QSD: 2022 war ein blutiges Jahr

Die QSD haben eine Jahresbilanz über die Angriffe der Türkei und des IS auf die Autonomieregion Nord- und Ostsyrien veröffentlicht. 2022 war ein blutiges Jahr: 59 Zivilist:innen und 178 Kämpfer:innen sind ums Leben gekommen.

Das Medienzentrum der Demokratischen Kräfte Syriens (QSD) hat einen Jahresbericht über die Angriffe der Türkei und der Terrormiliz „Islamischer Staat“ (IS) in der Autonomieregion Nord- und Ostsyrien veröffentlicht. Der ausführliche Bericht enthält Statistiken über die Art der Angriffe, die einsetzten Waffengattungen und die Folgen. Demnach sind 59 Zivilpersonen bei Angriffen des NATO-Staats Türkei getötet worden, darunter zwölf Kinder und fünf Frauen.

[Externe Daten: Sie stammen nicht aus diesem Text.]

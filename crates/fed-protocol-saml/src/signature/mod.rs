//! Message signatures.
//!
//! Messages are signed over a [`SigningPayload`] built from their fields.
//! POST, SOAP and Artifact messages carry the result inside
//! `<samlp:Extensions>` as a `MessageSignature` element. Redirect and
//! POST-SimpleSign messages are signed over the binding's parameter string
//! instead (see [`crate::bindings`]).

mod engine;
mod payload;

use base64::Engine;
pub use engine::SignatureEngine;
pub use fed_crypto::SignatureAlgorithm;
pub use payload::{
    FieldEncoding, FieldSpec, FieldValue, MessageKind, PayloadFields, SigningPayload,
};

use crate::error::{SamlError, SamlResult};
use crate::types::MESSAGE_SIGNATURE_NS;
use crate::xml::{escape, XmlElement};

/// A signature and the algorithm that produced it.
#[derive(Debug, Clone, PartialEq, Eq)]
pub struct SignatureValue {
    /// Algorithm.
    pub algorithm: SignatureAlgorithm,
    /// Raw signature bytes.
    pub value: Vec<u8>,
}

impl SignatureValue {
    /// Signature bytes as standard base64.
    #[must_use]
    pub fn to_base64(&self) -> String {
        base64::engine::general_purpose::STANDARD.encode(&self.value)
    }

    /// Rebuilds a signature from its transported form.
    ///
    /// # Errors
    ///
    /// Returns [`SamlError::SignatureInvalid`] for an unknown algorithm URI
    /// and [`SamlError::Base64Decode`] for a malformed value.
    pub fn from_parts(algorithm_uri: &str, value_b64: &str) -> SamlResult<Self> {
        let algorithm = SignatureAlgorithm::from_uri(algorithm_uri).ok_or_else(|| {
            SamlError::SignatureInvalid(format!("unsupported algorithm {algorithm_uri}"))
        })?;
        let compact: String = value_b64.chars().filter(|c| !c.is_whitespace()).collect();
        let value = base64::engine::general_purpose::STANDARD.decode(compact)?;
        Ok(Self { algorithm, value })
    }

    /// `<samlp:Extensions>` element carrying this signature.
    #[must_use]
    pub fn to_extensions_xml(&self) -> String {
        format!(
            r#"<samlp:Extensions><fsig:MessageSignature xmlns:fsig="{MESSAGE_SIGNATURE_NS}" Algorithm="{}">{}</fsig:MessageSignature></samlp:Extensions>"#,
            escape(self.algorithm.uri()),
            self.to_base64()
        )
    }

    /// Reads the signature from a message's `Extensions` child, if any.
    ///
    /// # Errors
    ///
    /// Returns an error if a `MessageSignature` element is present but
    /// malformed.
    pub fn from_message_element(message: &XmlElement) -> SamlResult<Option<Self>> {
        let Some(signature) = message
            .child("Extensions")
            .and_then(|ext| ext.child("MessageSignature"))
        else {
            return Ok(None);
        };
        let algorithm = signature.required_attr("Algorithm")?;
        Self::from_parts(algorithm, &signature.text).map(Some)
    }
}

/// A message with a defined signing payload.
pub trait Signable {
    /// Payload layout.
    fn kind(&self) -> MessageKind;

    /// Field values that go into the payload.
    fn signing_fields(&self) -> PayloadFields;

    /// Entity that issued the message.
    fn issuer(&self) -> &str;

    /// Attached signature.
    fn signature(&self) -> Option<&SignatureValue>;

    /// Replaces the attached signature.
    fn set_signature(&mut self, signature: Option<SignatureValue>);

    /// Builds the payload, rejecting messages without a required field.
    ///
    /// # Errors
    ///
    /// Returns [`SamlError::MissingElement`].
    fn signing_payload(&self) -> SamlResult<SigningPayload> {
        SigningPayload::build(self.kind(), &self.signing_fields())
    }
}
//! Session error types.

use fed_core::error::{Classify, ErrorKind};
use thiserror::Error;

/// Errors that can occur during session operations.
#[derive(Debug, Error)]
pub enum SessionError {
    /// Session not found.
    #[error("Session not found: {0}")]
    NotFound(String),

    /// A session with this key already exists.
    #[error("Session already exists: {0}")]
    AlreadyExists(String),

    /// Operation not allowed in the session's current state.
    #[error("Session {key} is {state}: {operation} not allowed")]
    InvalidState {
        /// Session key.
        key: String,
        /// Current state.
        state: &'static str,
        /// Rejected operation.
        operation: &'static str,
    },

    /// Storage error.
    #[error("Session storage error: {0}")]
    Storage(String),
}

impl SessionError {
    /// Checks if this is a not found error.
    #[must_use]
    pub const fn is_not_found(&self) -> bool {
        matches!(self, Self::NotFound(_))
    }
}

impl Classify for SessionError {
    fn kind(&self) -> ErrorKind {
        match self {
            Self::InvalidState { .. } => ErrorKind::Protocol,
            _ => ErrorKind::Internal,
        }
    }
}

/// Result type for session operations.
pub type SessionResult<T> = Result<T, SessionError>;
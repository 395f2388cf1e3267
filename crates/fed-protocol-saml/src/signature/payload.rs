//! Canonical signing payloads.
//!
//! A payload is the plain concatenation of a message's field values in a
//! fixed order per message kind. There is no separator. Absent optional
//! fields contribute nothing. Binary fields are base64-encoded first. The
//! order below is a wire contract with partners and must not change.

use base64::Engine;

use crate::error::{SamlError, SamlResult};

/// How a field's value becomes payload bytes.
#[derive(Debug, Clone, Copy, PartialEq, Eq)]
pub enum FieldEncoding {
    /// UTF-8 bytes as-is.
    Plain,
    /// Standard base64 of the value's bytes.
    Base64,
    /// Each list item's UTF-8 bytes, in order.
    List,
}

/// One position in a payload.
#[derive(Debug, Clone, Copy, PartialEq, Eq)]
pub struct FieldSpec {
    /// Field name.
    pub name: &'static str,
    /// Whether a message without it is rejected.
    pub required: bool,
    /// Encoding.
    pub encoding: FieldEncoding,
}

const fn required(name: &'static str) -> FieldSpec {
    FieldSpec {
        name,
        required: true,
        encoding: FieldEncoding::Plain,
    }
}

const fn optional(name: &'static str) -> FieldSpec {
    FieldSpec {
        name,
        required: false,
        encoding: FieldEncoding::Plain,
    }
}

const fn optional_list(name: &'static str) -> FieldSpec {
    FieldSpec {
        name,
        required: false,
        encoding: FieldEncoding::List,
    }
}

const fn optional_base64(name: &'static str) -> FieldSpec {
    FieldSpec {
        name,
        required: false,
        encoding: FieldEncoding::Base64,
    }
}

// Destination is optional on the SOAP binding.
const LOGOUT_REQUEST: &[FieldSpec] = &[
    required("ID"),
    optional("Destination"),
    required("IssueInstant"),
    required("Issuer"),
    required("NameID"),
    optional("Reason"),
    optional_list("SessionIndex"),
    optional("NotOnOrAfter"),
];

const LOGOUT_RESPONSE: &[FieldSpec] = &[
    required("ID"),
    optional("InResponseTo"),
    optional("Destination"),
    required("IssueInstant"),
    required("Issuer"),
    required("StatusCode"),
    optional("SubStatusCode"),
];

const ARTIFACT_RESOLVE: &[FieldSpec] = &[
    required("ID"),
    required("Destination"),
    required("IssueInstant"),
    required("Issuer"),
    required("Artifact"),
];

const ARTIFACT_RESPONSE: &[FieldSpec] = &[
    required("ID"),
    required("InResponseTo"),
    optional("Destination"),
    required("IssueInstant"),
    required("Issuer"),
    required("StatusCode"),
    optional_base64("Message"),
];

const ADAPTER_RESPONSE: &[FieldSpec] = &[
    required("RequestID"),
    required("Destination"),
    required("ResultCode"),
    required("ServerID"),
    optional("UID"),
    optional_base64("Attributes"),
];

/// Message kinds with a defined payload layout.
#[derive(Debug, Clone, Copy, PartialEq, Eq, Hash)]
pub enum MessageKind {
    /// `LogoutRequest`.
    LogoutRequest,
    /// `LogoutResponse`.
    LogoutResponse,
    /// `ArtifactResolve`.
    ArtifactResolve,
    /// `ArtifactResponse`.
    ArtifactResponse,
    /// Result of a back-end authentication adapter.
    AdapterResponse,
}

impl MessageKind {
    /// Field layout, in payload order.
    #[must_use]
    pub const fn fields(&self) -> &'static [FieldSpec] {
        match self {
            Self::LogoutRequest => LOGOUT_REQUEST,
            Self::LogoutResponse => LOGOUT_RESPONSE,
            Self::ArtifactResolve => ARTIFACT_RESOLVE,
            Self::ArtifactResponse => ARTIFACT_RESPONSE,
            Self::AdapterResponse => ADAPTER_RESPONSE,
        }
    }
}

/// A field value.
#[derive(Debug, Clone, PartialEq, Eq)]
pub enum FieldValue {
    /// Text.
    Text(String),
    /// Raw bytes.
    Bytes(Vec<u8>),
    /// Repeated text values.
    List(Vec<String>),
}

impl FieldValue {
    fn is_empty(&self) -> bool {
        match self {
            Self::Text(s) => s.is_empty(),
            Self::Bytes(b) => b.is_empty(),
            Self::List(items) => items.is_empty(),
        }
    }

    fn bytes(&self) -> Vec<u8> {
        match self {
            Self::Text(s) => s.as_bytes().to_vec(),
            Self::Bytes(b) => b.clone(),
            Self::List(items) => items.concat().into_bytes(),
        }
    }
}

/// Named field values collected from a message.
#[derive(Debug, Clone, Default, PartialEq, Eq)]
pub struct PayloadFields {
    values: Vec<(&'static str, FieldValue)>,
}

impl PayloadFields {
    /// Creates an empty set.
    #[must_use]
    pub fn new() -> Self {
        Self::default()
    }

    /// Adds a text field.
    #[must_use]
    pub fn text(mut self, name: &'static str, value: impl Into<String>) -> Self {
        self.values.push((name, FieldValue::Text(value.into())));
        self
    }

    /// Adds a text field if present.
    #[must_use]
    pub fn opt_text(self, name: &'static str, value: Option<impl Into<String>>) -> Self {
        match value {
            Some(value) => self.text(name, value),
            None => self,
        }
    }

    /// Adds a binary field.
    #[must_use]
    pub fn bytes(mut self, name: &'static str, value: impl Into<Vec<u8>>) -> Self {
        self.values.push((name, FieldValue::Bytes(value.into())));
        self
    }

    /// Adds a list field.
    #[must_use]
    pub fn list(mut self, name: &'static str, values: Vec<String>) -> Self {
        self.values.push((name, FieldValue::List(values)));
        self
    }

    /// Looks up a field.
    #[must_use]
    pub fn get(&self, name: &str) -> Option<&FieldValue> {
        self.values.iter().find(|(n, _)| *n == name).map(|(_, v)| v)
    }
}

/// Bytes that are signed and verified for one message.
#[derive(Debug, Clone, PartialEq, Eq)]
pub struct SigningPayload {
    kind: MessageKind,
    bytes: Vec<u8>,
}

impl SigningPayload {
    /// Concatenates `fields` in the order `kind` defines.
    ///
    /// # Errors
    ///
    /// Returns [`SamlError::MissingElement`] naming the first required field
    /// that is absent or empty.
    pub fn build(kind: MessageKind, fields: &PayloadFields) -> SamlResult<Self> {
        let mut bytes = Vec::new();
        for spec in kind.fields() {
            let value = fields.get(spec.name).filter(|v| !v.is_empty());
            let Some(value) = value else {
                if spec.required {
                    return Err(SamlError::MissingElement(spec.name.to_string()));
                }
                continue;
            };
            match spec.encoding {
                FieldEncoding::Plain | FieldEncoding::List => bytes.extend(value.bytes()),
                FieldEncoding::Base64 => bytes.extend(
                    base64::engine::general_purpose::STANDARD
                        .encode(value.bytes())
                        .into_bytes(),
                ),
            }
        }
        Ok(Self { kind, bytes })
    }

    /// Wraps bytes signed as-is, such as a Redirect query string.
    #[must_use]
    pub fn raw(kind: MessageKind, bytes: impl Into<Vec<u8>>) -> Self {
        Self {
            kind,
            bytes: bytes.into(),
        }
    }

    /// Message kind.
    #[must_use]
    pub const fn kind(&self) -> MessageKind {
        self.kind
    }

    /// Payload bytes.
    #[must_use]
    pub fn as_bytes(&self) -> &[u8] {
        &self.bytes
    }
}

Die QSD beobachten einen deutlich Anstieg der türkischen Aggression und damit einhergehend eine Reorganisierung des IS in der Region. 178 Kämpferinnen und Kämpfer des multiethnischen Militärverbands sind gefallen, darunter 95 bei der Abwehr der türkischen Angriffe, 69 im Kampf gegen den IS und 14 durch Verkehrsunfälle und Krankheiten.

Das blutigste Jahr seit der Invasion von 2019

Einleitend heißt es in dem Bericht: „Im Jahr 2022 haben die türkische Besatzungsmacht und ihre Söldner Tausende von Verstößen gegen die Region Nordostsyrien und ihre Bevölkerung begangen. Das Jahr 2022 war das blutigste und für die Bevölkerung materiell und physisch schädlichste Jahr seit der türkischen Invasion der Regionen Girê Spî (Tall Abyad) und Serêkaniyê (Ras al-Ain) im Oktober 2019. Die Besatzungsmacht setzte Kampfflugzeuge, Drohnen, Artillerie und Panzer ein und verursachte große Schäden an wichtiger Infrastruktur, Wohngebieten, Straßen und landwirtschaftlichen Betrieben. Sie drohte offen und deutlich mit einer humanitären Katastrophe, insbesondere angesichts der weit verbreiteten Zerstörung und der anhaltenden Bombardierung der gesamten Region Nordostsyrien.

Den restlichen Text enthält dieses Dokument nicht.